Re: autofs vs. Sun automount -- new fs proposal

Peter Miller (peterm@jna.com.au)
Thu, 17 Dec 1998 12:16:56 +0100


Richard Gooch writes...
> Peter Miller writes:
> > You have to indirect the whole tree, no just the top-level directory,
> > otherwise 'pwd' goes bozo - e.g. loopback a read-only version of
> > /usr into a chrooted environment.
>
> Can you explain this a bit more? Do you mean that the whole mounted
> lofs has to be indirected, or the entire filespace does?

Basicly, my implementation is a "proxy" layer. Each inode contains
a reference to the "underlying" inode. Each VFS methods is proxied
(in the same sense as a firewall proxy) into the "original"
filesystem. This may be what the "brute force" approcach alluded
to, but I'm not certain.

This is the way the BSD "null" file system works (having talked to
the author). It does not impose a significant penalty, as there
is almost nothing to do! But you have to do it often, once for
each method, slightly differently each time.

> > And, yes, I agree that VFS changes would help (a *lot*). I've
> > written a bunch of vfs_* functions, to actually provide a consistent
> > (well, more consistent) and usable VFS API, capturing many of the
> > things that must happen before and after each of the VFS "methods"
> > are invoked. Is this what you had in mind, Richard?

> No, I haven't thought about it to that level. So far I've just been
> having random thoughts and musing on the list.
> Are you really just implementing "after" methods?

By "API" I mean a calling interface. E.g. the clients of the VFS
are littered with

if (inode->i_op && inode->i_op->method)
err = inode->i_op->method(inode, ...)
else
err = -ESOMETHING;

and it would be tidier, and more maintainable, if they said

err = vfs_method(inode, ...);

instead. This also allows insulation from VFS changes, by having
the tests for numerous alternative i_op functions be elegantly
concealed within the vfs_* wrapper, most modern alternative first.

I have created a set of such wrapper fucntions, each called
vfs_<method>, one for each i_op, s_op, f_op member. Where locks
need to be taken around the method invocations, I do that inside
the wrappers. Ditto defaults and errors. BTW I notice that the
-E<SOMETHING> values are sometimes inconsistent.

And, yes, these are prime candidates for inline functions, for
obvious performance reasons. While I'm debugging, however, they
are also very useful places to print out what the hell is going on.

> is this going
> to be done in a stackable way?

The work I'm doing could be loosely called "filesystem filters".
By running file system accesses through a proxy, the proxy can
"filter" the information.

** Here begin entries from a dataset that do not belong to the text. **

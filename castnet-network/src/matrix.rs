//! Growable dense weight matrix.
//!
//! Cells live in one row-major arena whose allocated shape (`row_capacity` x
//! `col_capacity`) doubles when the logical shape outgrows it. Callers only
//! ever see the logical `rows x cols` region; everything beyond it stays zero.

const MIN_CAPACITY: usize = 16;

#[derive(Debug, Clone, Default)]
pub struct DenseMatrix {
    cells: Vec<u32>,
    rows: usize,
    cols: usize,
    row_capacity: usize,
    col_capacity: usize,
}

impl DenseMatrix {
    pub fn new() -> Self {
        Self::default()
    }

    /// A zero-filled matrix of the given logical shape.
    pub fn zeros(rows: usize, cols: usize) -> Self {
        let mut matrix = Self::new();
        matrix.resize(rows, cols);
        matrix
    }

    /// Build from `rows * cols` cells in row-major order.
    pub fn from_row_major(rows: usize, cols: usize, cells: Vec<u32>) -> Option<Self> {
        if rows.checked_mul(cols)? != cells.len() {
            return None;
        }
        Some(Self {
            cells,
            rows,
            cols,
            row_capacity: rows,
            col_capacity: cols,
        })
    }

    pub fn rows(&self) -> usize {
        self.rows
    }

    pub fn cols(&self) -> usize {
        self.cols
    }

    /// Grow the logical shape. Existing cells keep their values and new cells are zero.
    ///
    /// Shrinking is not supported; smaller dimensions are ignored.
    pub fn resize(&mut self, rows: usize, cols: usize) {
        let rows = rows.max(self.rows);
        let cols = cols.max(self.cols);

        if cols > self.col_capacity {
            let new_col_capacity = grown_capacity(self.col_capacity, cols);
            let mut cells = vec![0u32; self.row_capacity * new_col_capacity];
            for r in 0..self.rows {
                let src = r * self.col_capacity;
                let dst = r * new_col_capacity;
                cells[dst..dst + self.cols].copy_from_slice(&self.cells[src..src + self.cols]);
            }
            self.cells = cells;
            self.col_capacity = new_col_capacity;
        }

        if rows > self.row_capacity {
            self.row_capacity = grown_capacity(self.row_capacity, rows);
            // Row-major: extra rows append to the end of the arena.
            self.cells.resize(self.row_capacity * self.col_capacity, 0);
        }

        self.rows = rows;
        self.cols = cols;
    }

    pub fn get(&self, row: usize, col: usize) -> u32 {
        self.check_bounds(row, col);
        self.cells[row * self.col_capacity + col]
    }

    /// Add one to a cell, returning its new value.
    pub fn increment(&mut self, row: usize, col: usize) -> u32 {
        self.check_bounds(row, col);
        let cell = &mut self.cells[row * self.col_capacity + col];
        *cell = cell.saturating_add(1);
        *cell
    }

    /// The logical part of `row`.
    pub fn row(&self, row: usize) -> &[u32] {
        assert!(row < self.rows, "row {row} out of bounds ({})", self.rows);
        let start = row * self.col_capacity;
        &self.cells[start..start + self.cols]
    }

    pub fn iter_rows(&self) -> impl Iterator<Item = &[u32]> {
        (0..self.rows).map(move |r| self.row(r))
    }

    /// Logical cells in row-major order, without capacity padding.
    pub fn to_row_major(&self) -> Vec<u32> {
        let mut out = Vec::with_capacity(self.rows * self.cols);
        for row in self.iter_rows() {
            out.extend_from_slice(row);
        }
        out
    }

    fn check_bounds(&self, row: usize, col: usize) {
        assert!(
            row < self.rows && col < self.cols,
            "cell ({row}, {col}) out of bounds ({} x {})",
            self.rows,
            self.cols
        );
    }
}

impl PartialEq for DenseMatrix {
    fn eq(&self, other: &Self) -> bool {
        self.rows == other.rows
            && self.cols == other.cols
            && self.iter_rows().zip(other.iter_rows()).all(|(a, b)| a == b)
    }
}

impl Eq for DenseMatrix {}

fn grown_capacity(current: usize, needed: usize) -> usize {
    needed.max(current.saturating_mul(2)).max(MIN_CAPACITY)
}

#[cfg(test)]
mod tests {
    use super::*;

    #[test]
    fn test_resize_preserves_weights() {
        let mut m = DenseMatrix::zeros(2, 2);
        m.increment(0, 1);
        m.increment(1, 0);
        m.increment(1, 0);

        m.resize(40, 3);
        assert_eq!(m.get(0, 1), 1);
        assert_eq!(m.get(1, 0), 2);
        assert_eq!(m.get(0, 2), 0);
        assert_eq!(m.get(39, 2), 0);

        m.resize(41, 70);
        assert_eq!(m.get(0, 1), 1);
        assert_eq!(m.get(1, 0), 2);
        assert_eq!(m.row(40).len(), 70);
        assert!(m.row(40).iter().all(|&w| w == 0));
    }

    #[test]
    fn test_capacity_doubles() {
        let mut m = DenseMatrix::new();
        m.resize(1, 1);
        assert_eq!(m.row_capacity, MIN_CAPACITY);
        m.resize(17, 17);
        assert_eq!(m.row_capacity, 32);
        assert_eq!(m.col_capacity, 32);
        m.resize(18, 18);
        assert_eq!(m.col_capacity, 32);
    }

    #[test]
    fn test_row_major_roundtrip_ignores_capacity() {
        let mut m = DenseMatrix::zeros(3, 2);
        m.increment(2, 1);
        let cells = m.to_row_major();
        assert_eq!(cells, vec![0, 0, 0, 0, 0, 1]);

        let restored = DenseMatrix::from_row_major(3, 2, cells).unwrap();
        assert_eq!(restored, m);
        assert!(DenseMatrix::from_row_major(3, 3, vec![0; 6]).is_none());
    }

    #[test]
    fn test_resize_never_shrinks() {
        let mut m = DenseMatrix::zeros(4, 4);
        m.resize(2, 2);
        assert_eq!((m.rows(), m.cols()), (4, 4));
    }

    #[test]
    #[should_panic]
    fn test_out_of_bounds_panics() {
        let m = DenseMatrix::zeros(2, 2);
        m.get(2, 0);
    }
}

E.g. make a filesystem's filenames look
uppercase, but make filename lookups case insensitive.

The idea is to mount such a filter "over the top" of an existing
file system. (The kernel doesn't much care for this at present,
for now the user sees filtering "sideways" rather than "vertically".)

So, now you see why the "null proxy" is the first step. If I can
proxy and do nothing, then I can take that and proxy and do something.

(Someone mentioned ROFS... Read-only comes (almost) for free from the mount
semantics of the kernel, other permissions are handled through the
vfs_permission wrapper.)

All this was to address your "stackable" query. Rather than do
the stacking by adding extra kernel machinery, just allow mount to
keep mounting more and more filters over the same point. (Yes,
/sbin/mount and /sbin/umount and need to co-operate.) Consider:
a simple "pair-wise" stack proxy: if you don't find it (an inode)
in the other place, use the one under the mount point. Now, to
get multiple levels of stacking, mount multiple "pair-wise" stacks
over the one spot. (There is an "in-front-of" pair and an "in-back-of"
pair, if you got this far.) Talking to the BSD union author, this
is how BSD does it.

(Yup, you probably spotted a *huge* problem with inode numbers this
time. Just ignore it - few apps care. The nasty part is how to
get getdents to handle duplicates elegantly - BSD gives the problem
to libc - i.e. don't solve it in the kernel.)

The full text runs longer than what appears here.